Uladzimir Barayeu of DKFZ, first author of the current publication, observed that cells boost their production of persulfides as soon as they are stressed by radicals and are at risk of ferroptotic cell death. This was the first indication that cells try to protect themselves with persulfides. The research team showed that persulfides efficiently suppress membrane damage and ferroptosis and also disclosed the mode of action of these molecules: Persulfides proved to be highly efficient radical scavengers. They interrupt the destructive chain reaction that threatens the integrity of the cell membrane.

The action of persulfides is based on an unusual chemical mechanism. When a persulfide encounters a free radical, it takes on its radical character, thus becoming a radical itself. But the new radical behaves in an unusual way. Unlike other radicals, it is extremely inert and incapable of causing damage. It reacts exclusively with itself and produces persulfides again in a subsequent reaction. This means that persulfides hardly consume themselves in the elimination of free radicals.
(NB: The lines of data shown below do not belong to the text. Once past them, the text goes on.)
//! Tick driven supervision of the listener and the per-client rapid trigger state.
//!
//! The host scheduler delivers two cadences:
//!
//! - **short poll**: every client is reset to idle, closing the rapid trigger window.
//! - **long poll**: the client count is republished and a listener that should be serving but is
//!   not gets started again, whether its task died or its last bind failed.
//!
//! Ticks are handled one at a time, concurrently with the listener's own task.

use std::net::SocketAddr;
use std::sync::Arc;

use tokio::sync::mpsc;
use tracing::{debug, error, info, warn};

use crate::dispatcher::Dispatcher;
use crate::listener::{Listener, ListenerConfig, ListenerError};
use crate::status::StatusBoard;

/// A periodic signal from the host scheduler.
#[derive(Debug, Clone, Copy, PartialEq, Eq)]
pub enum Tick {
    ShortPoll,
    LongPoll,
}

#[derive(Debug)]
pub struct HealthSupervisor {
    listener: Listener,
    dispatcher: Arc<Dispatcher>,
    status: StatusBoard,
    /// Set by [`start`](Self::start), cleared only by [`shutdown`](Self::shutdown).
    keep_running: bool,
}

impl HealthSupervisor {
    pub fn new(listener: Listener, dispatcher: Arc<Dispatcher>, status: StatusBoard) -> Self {
        Self {
            listener,
            dispatcher,
            status,
            keep_running: false,
        }
    }

    pub fn listener(&self) -> &Listener {
        &self.listener
    }

    pub fn dispatcher(&self) -> &Arc<Dispatcher> {
        &self.dispatcher
    }

    /// Start the listener with its current configuration.
    ///
    /// On failure every following long poll tries again.
    pub async fn start(&mut self) -> Result<SocketAddr, ListenerError> {
        self.keep_running = true;
        self.listener.start().await.inspect_err(|e| {
            error!(error = %e, "Failed to start webhook listener");
        })
    }

    /// Apply a new configuration and restart the listener with it.
    ///
    /// The rapid trigger window only applies to clients registered afterwards.
    pub async fn reconfigure(
        &mut self,
        config: ListenerConfig,
    ) -> Result<SocketAddr, ListenerError> {
        info!(
            port = config.port,
            rapid_trigger_secs = config.rapid_trigger_secs,
            short_poll_secs = config.short_poll_secs,
            "Applying listener configuration"
        );

        self.dispatcher
            .set_rapid_trigger_secs(config.rapid_trigger_secs);

        self.listener.stop().await;
        self.listener.set_config(config);
        self.start().await
    }

    pub async fn tick(&mut self, tick: Tick) {
        match tick {
            Tick::ShortPoll => {
                self.on_short_poll();
            }
            Tick::LongPoll => self.on_long_poll().await,
        }
    }

    /// Reset every client, returning how many were armed or triggered.
    pub fn on_short_poll(&self) -> usize {
        let cleared = self.dispatcher.reset_all();
        if cleared > 0 {
            debug!(cleared, "Rapid trigger state reset");
        }
        cleared
    }

    /// Republish the client count and bring the listener back if it should be serving.
    pub async fn on_long_poll(&mut self) {
        self.status.set_client_count(self.dispatcher.client_count());

        if !self.keep_running || self.listener.is_running() {
            return;
        }

        if self.listener.is_started() {
            error!("Webhook listener task is not running, restarting");
        } else {
            warn!("Webhook listener is not bound, retrying");
        }
        // Failure is already logged and retried on the next long poll.
        let _ = self.start().await;
    }

    /// Process ticks until the sending side closes.
    pub async fn run(&mut self, mut ticks: mpsc::Receiver<Tick>) {
        while let Some(tick) = ticks.recv().await {
            self.tick(tick).await;
        }
        debug!("Tick channel closed");
    }

    /// Stop the listener and release its port.
    pub async fn shutdown(&mut self) {
        self.keep_running = false;
        self.listener.stop().await;
        info!("Plex webhook service stopped");
    }
}
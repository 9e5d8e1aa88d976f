use std::sync::atomic::{AtomicU64, Ordering};
use std::time::{Duration, Instant};

use tracing::{debug, error, info, warn};

use crate::body::EventRecord;
use crate::client::ClientId;
use crate::client_context::{ClientContext, ClientSnapshot};
use crate::client_map::ClientMap;
use crate::state_machine::rapid_trigger::TriggerState;
use crate::status::StatusBoard;

/// Outcome of [`Dispatcher::handle`].
#[derive(Debug, Clone, PartialEq, Eq)]
pub enum Dispatch {
    /// The record did not identify a client. Nothing changed.
    Ignored,
    Updated {
        client_id: ClientId,
        created: bool,
        transition: Option<TriggerState>,
    },
}

/// Routes event records to per-client state, registering clients on first sight.
#[derive(Debug)]
pub struct Dispatcher {
    clients: ClientMap<ClientContext>,
    rapid_trigger_secs: AtomicU64,
    status: StatusBoard,
}

impl Dispatcher {
    /// `rapid_trigger_secs` of `0` disables rapid trigger detection for new clients.
    pub fn new(rapid_trigger_secs: u64, status: StatusBoard) -> Self {
        let dispatcher = Self {
            clients: ClientMap::new(),
            rapid_trigger_secs: AtomicU64::new(rapid_trigger_secs),
            status,
        };
        dispatcher
            .status
            .set_rapid_trigger(dispatcher.rapid_trigger_window());
        dispatcher
    }

    /// Change the window handed to clients registered from now on.
    ///
    /// Clients already registered keep the window they were created with.
    pub fn set_rapid_trigger_secs(&self, secs: u64) {
        self.rapid_trigger_secs.store(secs, Ordering::Relaxed);
        self.status.set_rapid_trigger(self.rapid_trigger_window());
    }

    pub fn rapid_trigger_window(&self) -> Option<Duration> {
        match self.rapid_trigger_secs.load(Ordering::Relaxed) {
            0 => None,
            secs => Some(Duration::from_secs(secs)),
        }
    }

    /// Route an event received at `at` to the client named in its `Player` section.
    pub fn handle(&self, at: Instant, record: &EventRecord) -> Dispatch {
        let player = match record.player() {
            Ok(player) => player,
            Err(e) => {
                debug!(error = %e, "Ignoring event without player");
                return Dispatch::Ignored;
            }
        };

        let Some(client_id) = ClientId::normalize(&player.uuid) else {
            debug!(uuid = %player.uuid, "Ignoring event with empty player uuid");
            return Dispatch::Ignored;
        };

        if client_id.is_controller() {
            warn!(uuid = %player.uuid, "Ignoring event whose player id collides with the controller");
            return Dispatch::Ignored;
        }

        let (client_ref, created) = self.clients.get_or_insert_with(&client_id, || {
            ClientContext::new(
                client_id.clone(),
                player.title.as_str(),
                self.rapid_trigger_window(),
            )
        });

        if created {
            let client_count = self.clients.len();
            info!(
                client_id = %client_id,
                name = %player.title,
                client_count,
                "New Plex client"
            );
            self.status.set_client_count(client_count);
        }

        let transition =
            match client_ref.view(|ctx| ctx.update(at, &player.title, record.event())) {
                Ok(transition) => transition,
                Err(e) => {
                    error!(error = %e, "Client context vanished during update");
                    return Dispatch::Ignored;
                }
            };

        debug!(
            client_id = %client_id,
            event = record.event().unwrap_or("<none>"),
            transition = ?transition,
            "Event dispatched"
        );

        if transition == Some(TriggerState::Triggered) {
            info!(client_id = %client_id, name = %player.title, "Rapid trigger detected");
        }

        Dispatch::Updated {
            client_id,
            created,
            transition,
        }
    }

    /// Return every client to idle, returning how many were armed or triggered.
    pub fn reset_all(&self) -> usize {
        self.clients
            .clients()
            .iter()
            .filter(|client_ref| client_ref.view(|ctx| ctx.reset()).unwrap_or(false))
            .count()
    }

    pub fn client_count(&self) -> usize {
        self.clients.len()
    }

    pub fn snapshot(&self, client_id: &ClientId) -> Option<ClientSnapshot> {
        self.clients
            .get_client(client_id)
            .ok()
            .and_then(|client_ref| client_ref.view(ClientContext::snapshot).ok())
    }

    pub fn snapshots(&self) -> Vec<ClientSnapshot> {
        let mut snapshots: Vec<_> = self
            .clients
            .clients()
            .iter()
            .filter_map(|client_ref| client_ref.view(ClientContext::snapshot).ok())
            .collect();
        snapshots.sort_by(|a, b| a.client_id.cmp(&b.client_id));
        snapshots
    }
}
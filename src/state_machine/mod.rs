pub mod rapid_trigger;
pub mod system;

/// The [`StateMachine`] trait provides calling semantics for pure, deterministic state machines.
///
/// # Functionality
/// A state machine consumes a single [`Input`](StateMachine::Input) type and produces a single
/// [`Output`](StateMachine::Output) type. When there are several kinds of input or output these
/// are enums, and the implementor maps each variant onto an inherent method in
/// [`process_input`](StateMachine::process_input) and [`poll_output`](StateMachine::poll_output).
///
/// Keeping that dispatch in the trait impl lets the inherent impl focus on transitions.
///
/// # Invariants
/// Implementors *must* be pure so that replaying the same inputs always yields the same states
/// and outputs:
///
/// - **No interior mutability.** State changes only through `&mut self`. No [`std::cell`] types,
///   no locks, no reference counted sharing.
/// - **No IO.** Nothing from [`std::io`], [`std::net`] or similar.
/// - **No system time or entropy.** Instants, durations and seeds arrive through input. The
///   [`system`] module provides the [`SystemResource`](system::SystemResource) trait that a
///   runner uses to produce them.
/// - **No concurrency, async or blocking.** Synchronisation is the job of the container holding
///   the machine, typically a [`Mutex`](std::sync::Mutex) owned by a per-client context.
///
/// Logging is allowed as a side effect as long as no transition depends on it.
///
/// # Example
/// ```ignore
/// pub struct Toggle {
///     on: bool,
///     pending: bool,
/// }
///
/// pub enum ToggleInput {
///     Flip,
/// }
///
/// pub enum ToggleOutput {
///     Changed(bool),
/// }
///
/// impl StateMachine for Toggle {
///     type Input = ToggleInput;
///     type Output = ToggleOutput;
///
///     fn process_input(&mut self, input: Self::Input) {
///         match input {
///             ToggleInput::Flip => {
///                 self.on = !self.on;
///                 self.pending = true;
///             }
///         }
///     }
///
///     fn poll_output(&mut self) -> Option<Self::Output> {
///         std::mem::take(&mut self.pending).then(|| ToggleOutput::Changed(self.on))
///     }
/// }
/// ```
pub trait StateMachine {
    /// The type of input that is [processed](StateMachine::process_input) by the state machine.
    type Input;
    /// The type of output that is [polled](StateMachine::poll_output) from the state machine.
    type Output;

    /// Process the provided `input` into the state machine.
    fn process_input(&mut self, input: Self::Input);

    /// Poll the state machine for output, returning the first available output if present.
    fn poll_output(&mut self) -> Option<Self::Output>;
}
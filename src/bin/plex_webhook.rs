use std::sync::Arc;
use std::time::Duration;

use anyhow::Result;
use plex_webhook::{
    Dispatcher, HealthSupervisor, Listener, ListenerConfig, StatusBoard, Tick, params_from_env,
};
use tokio::sync::mpsc;
use tokio::time::{Instant, MissedTickBehavior, interval_at};
use tracing::{info, warn};

#[tokio::main]
async fn main() -> Result<()> {
    tracing_subscriber::fmt::init();

    info!("Starting Plex webhook service");

    let config = ListenerConfig::from_params(&params_from_env());
    let status = StatusBoard::new();
    let dispatcher = Arc::new(Dispatcher::new(config.rapid_trigger_secs, status.clone()));
    let listener = Listener::new(config.clone(), Arc::clone(&dispatcher), status.clone());
    let mut supervisor = HealthSupervisor::new(listener, dispatcher, status.clone());

    // Failure is logged; the service keeps running so the health ticks stay observable.
    let _ = supervisor.start().await;

    let mut status_rx = status.subscribe();
    tokio::spawn(async move {
        while status_rx.changed().await.is_ok() {
            let current = status_rx.borrow_and_update().clone();
            info!(
                online = current.online,
                port = current.port,
                client_count = current.client_count,
                rapid_trigger = ?current.rapid_trigger,
                "Status changed"
            );
        }
    });

    let (tick_tx, tick_rx) = mpsc::channel(8);
    tokio::spawn(drive_ticks(config.short_poll(), config.long_poll(), tick_tx));

    tokio::select! {
        _ = supervisor.run(tick_rx) => {
            warn!("Tick driver stopped");
        }
        res = wait_for_shutdown_signal() => {
            if let Err(e) = res {
                warn!(error = %e, "Failed to listen for shutdown signal");
            }
            warn!("Received interrupt or exit");
        }
    }

    supervisor.shutdown().await;

    Ok(())
}

async fn drive_ticks(short_poll: Duration, long_poll: Duration, ticks: mpsc::Sender<Tick>) {
    let mut short = interval_at(Instant::now() + short_poll, short_poll);
    let mut long = interval_at(Instant::now() + long_poll, long_poll);
    short.set_missed_tick_behavior(MissedTickBehavior::Delay);
    long.set_missed_tick_behavior(MissedTickBehavior::Delay);

    loop {
        let tick = tokio::select! {
            _ = short.tick() => Tick::ShortPoll,
            _ = long.tick() => Tick::LongPoll,
        };
        if ticks.send(tick).await.is_err() {
            break;
        }
    }
}

#[cfg(unix)]
async fn wait_for_shutdown_signal() -> std::io::Result<()> {
    use tokio::signal::unix::{SignalKind, signal};

    let mut sigterm = signal(SignalKind::terminate())?;

    tokio::select! {
        res = tokio::signal::ctrl_c() => res?,
        _ = sigterm.recv() => {},
    }
    Ok(())
}

#[cfg(not(unix))]
async fn wait_for_shutdown_signal() -> std::io::Result<()> {
    tokio::signal::ctrl_c().await
}
//! Extraction of the Plex event record from a webhook body.
//!
//! Plex posts `multipart/form-data` with a JSON `payload` part and, for some events, a JPEG
//! `thumb` part. Other senders interleave unrelated form fields, so rather than parsing the
//! multipart framing the body is scanned line by line: after the first
//! `Content-Type: application/json` line, the first line mentioning `event` is taken as the JSON
//! document.

use serde::Deserialize;
use serde_json::{Map, Value};

const JSON_CONTENT_TYPE: &str = "Content-Type: application/json";
const EVENT_MARKER: &str = "event";

/// A decoded Plex webhook event.
///
/// Only the fields the dispatcher needs are typed; everything else stays available through
/// [`EventRecord::as_json`].
#[derive(Debug, Clone, PartialEq)]
pub struct EventRecord(Map<String, Value>);

/// The `Player` section of an event record.
#[derive(Debug, Clone, PartialEq, Eq, Deserialize)]
pub struct Player {
    pub uuid: String,
    pub title: String,
}

/// The body did not carry a Plex event.
#[derive(Debug, Clone, PartialEq, Eq, thiserror::Error)]
pub enum NonPlexPayload {
    #[error("no `Content-Type: application/json` part in body")]
    NoJsonPart,
    #[error("no line mentioning `event` after the JSON content type")]
    NoEventLine,
    #[error("event line is not valid JSON: {0}")]
    InvalidJson(String),
    #[error("event line is JSON but not an object")]
    NotAnObject,
}

/// The event record is missing a usable `Player` section.
#[derive(Debug, thiserror::Error)]
#[error("event record has no usable `Player` section: {reason}")]
pub struct MalformedEventRecord {
    pub reason: String,
}

impl EventRecord {
    /// The event name, e.g. `media.play`.
    pub fn event(&self) -> Option<&str> {
        self.0.get("event").and_then(Value::as_str)
    }

    /// Validate and extract the `Player` section.
    pub fn player(&self) -> Result<Player, MalformedEventRecord> {
        let player = self.0.get("Player").ok_or_else(|| MalformedEventRecord {
            reason: "missing `Player`".to_string(),
        })?;

        Player::deserialize(player).map_err(|e| MalformedEventRecord {
            reason: e.to_string(),
        })
    }

    pub fn as_json(&self) -> &Map<String, Value> {
        &self.0
    }
}

impl TryFrom<Value> for EventRecord {
    type Error = NonPlexPayload;

    fn try_from(value: Value) -> Result<Self, Self::Error> {
        match value {
            Value::Object(map) => Ok(Self(map)),
            _ => Err(NonPlexPayload::NotAnObject),
        }
    }
}

/// Locate and decode the event record inside a raw webhook body.
///
/// Invalid UTF-8 is replaced rather than rejected, since the JSON part is usually followed by
/// binary thumbnail data.
pub fn parse_body(body: &[u8]) -> Result<EventRecord, NonPlexPayload> {
    let text = String::from_utf8_lossy(body);

    let mut lines = text.split("\r\n");
    if !lines.any(|line| line.contains(JSON_CONTENT_TYPE)) {
        return Err(NonPlexPayload::NoJsonPart);
    }

    // A marker line may itself mention `event`, but the document always follows the marker.
    let candidate = lines
        .find(|line| line.contains(EVENT_MARKER))
        .ok_or(NonPlexPayload::NoEventLine)?;

    let value: Value = serde_json::from_str(candidate)
        .map_err(|e| NonPlexPayload::InvalidJson(e.to_string()))?;

    EventRecord::try_from(value)
}
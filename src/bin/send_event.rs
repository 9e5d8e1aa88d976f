//! Post a Plex style webhook to a running listener.
//!
//! Usage: `send_event [uuid] [title] [event]`, target taken from `PLEX_WEBHOOK_ADDR`.

use anyhow::{Context, Result};
use tokio::io::{AsyncReadExt, AsyncWriteExt};
use tokio::net::TcpStream;
use tracing::info;

const BOUNDARY: &str = "------------------------plexwebhooktest";

#[tokio::main]
async fn main() -> Result<()> {
    tracing_subscriber::fmt::init();

    let addr = std::env::var("PLEX_WEBHOOK_ADDR").unwrap_or_else(|_| "127.0.0.1:9090".to_string());
    let mut args = std::env::args().skip(1);
    let uuid = args
        .next()
        .unwrap_or_else(|| "d2b5a4c1-0e6f-4a7b-9c3d-1f2e3a4b5c6d".to_string());
    let title = args.next().unwrap_or_else(|| "Test Player".to_string());
    let event = args.next().unwrap_or_else(|| "media.pause".to_string());

    let payload = serde_json::json!({
        "event": event,
        "user": true,
        "owner": true,
        "Account": { "id": 1, "title": "tester" },
        "Server": { "title": "Test Server", "uuid": "server-uuid" },
        "Player": { "local": true, "publicAddress": "127.0.0.1", "title": title, "uuid": uuid },
        "Metadata": { "type": "episode", "title": "Pilot" }
    });

    let body = format!(
        "--{BOUNDARY}\r\nContent-Disposition: form-data; name=\"payload\"\r\nContent-Type: application/json\r\n\r\n{payload}\r\n--{BOUNDARY}--\r\n"
    );
    let request = format!(
        "POST / HTTP/1.1\r\nHost: {addr}\r\nUser-Agent: PlexMediaServer\r\nContent-Type: multipart/form-data; boundary={BOUNDARY}\r\nContent-Length: {}\r\nConnection: close\r\n\r\n{body}",
        body.len()
    );

    info!(addr = %addr, uuid = %uuid, title = %title, event = %event, "Sending webhook");

    let mut stream = TcpStream::connect(&addr)
        .await
        .with_context(|| format!("failed to connect to {addr}"))?;
    stream.write_all(request.as_bytes()).await?;

    let mut response = String::new();
    stream.read_to_string(&mut response).await?;
    let status_line = response.lines().next().unwrap_or_default();

    info!(status = %status_line, "Webhook delivered");

    Ok(())
}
Therefore, even a very low concentration of persulfides can effectively eliminate a much higher concentration of radicals, as the researchers found to their surprise.

The Heidelberg scientists also showed that a cell's ferroptosis sensitivity depends on certain enzymes of sulfur metabolism that generate persulfides. "Our new results could open up completely new starting points for attacking the internal resistance of cancer cells, for example by pharmacological inhibitors of the enzymes responsible for persulfide production," says Tobias Dick, senior author of the current publication.

The research project is part of the DFG-funded priority program SPP 2306 "Ferroptosis: from basic research to clinical application."